● **Problem details**: Please copy every line with the string "CategoryFilter" from the entries below.

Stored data
=== Begin Enclosure ===

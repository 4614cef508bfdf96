use std::io;

use clap::{Args, Subcommand};
use maison::{
    i18n::{Language, LanguageStore, Persistence},
    storage::KeyValueStorage,
};

use crate::config::parse_language;

use super::CliError;

#[derive(Debug, Args)]
pub(crate) struct LangCommand {
    #[command(subcommand)]
    command: Option<LangSubcommand>,
}

#[derive(Debug, Subcommand)]
enum LangSubcommand {
    /// Save a new display language (RU, RO, EN)
    Set {
        #[arg(value_parser = parse_language)]
        language: Language,
    },
}

pub(crate) fn run<S: KeyValueStorage>(
    command: LangCommand,
    mut store: LanguageStore<S>,
    mut out: impl io::Write,
) -> Result<(), CliError> {
    if let Some(LangSubcommand::Set { language }) = command.command
        && store.set_language(language) == Persistence::Failed
    {
        writeln!(out, "{language} ({})", store.catalog().profile.not_saved)?;

        return Ok(());
    }

    let current = store.language();
    let label = &store.catalog().profile.language;

    let codes: Vec<String> = Language::ALL
        .into_iter()
        .map(|language| {
            if language == current {
                format!("[{language}]")
            } else {
                language.to_string()
            }
        })
        .collect();

    writeln!(out, "{label}: {}", codes.join(" "))?;

    Ok(())
}
use std::io;

use clap::Args;
use maison::menu::{Category, CategoryFilter, Menu};
use tabled::{
    builder::Builder,
    settings::{Alignment, Style, object::Columns},
};

use super::{CliError, Locale};

#[derive(Debug, Args)]
pub(crate) struct MenuArgs {
    /// Only list this category (appetizers, salads, soups, mains, grill, desserts, drinks)
    #[arg(long)]
    category: Option<Category>,

    /// Only list dishes whose name contains this text
    #[arg(long)]
    search: Option<String>,
}

pub(crate) fn run(
    args: &MenuArgs,
    menu: &Menu,
    locale: Locale<'_>,
    mut out: impl io::Write,
) -> Result<(), CliError> {
    let strings = &locale.catalog.menu;
    let filter = args.category.map_or(CategoryFilter::All, CategoryFilter::Only);
    let dishes = menu.filter(filter, args.search.as_deref().unwrap_or_default(), locale.language);

    let heading = match args.category {
        Some(category) => category.label(locale.catalog),
        None => &strings.all,
    };

    writeln!(out, "{} · {heading}", strings.title)?;

    if dishes.is_empty() {
        writeln!(out, "{}", strings.nothing_found)?;

        return Ok(());
    }

    let mut builder = Builder::default();

    for dish in dishes {
        builder.push_record([
            dish.id.clone(),
            dish.name(locale.language).to_string(),
            dish.category.label(locale.catalog).to_string(),
            format!("{} {}", dish.price, locale.catalog.common.currency),
            dish.badge
                .map(|badge| badge.label(locale.catalog).to_string())
                .unwrap_or_default(),
        ]);
    }

    let mut table = builder.build();
    table.with(Style::modern_rounded());
    table.modify(Columns::one(3), Alignment::right());

    writeln!(out, "{table}")?;

    Ok(())
}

=== End Enclosure ===

● **The answer**:
use maison::menu::{Category, CategoryFilter, Menu};
    let filter = args.category.map_or(CategoryFilter::All, CategoryFilter::Only);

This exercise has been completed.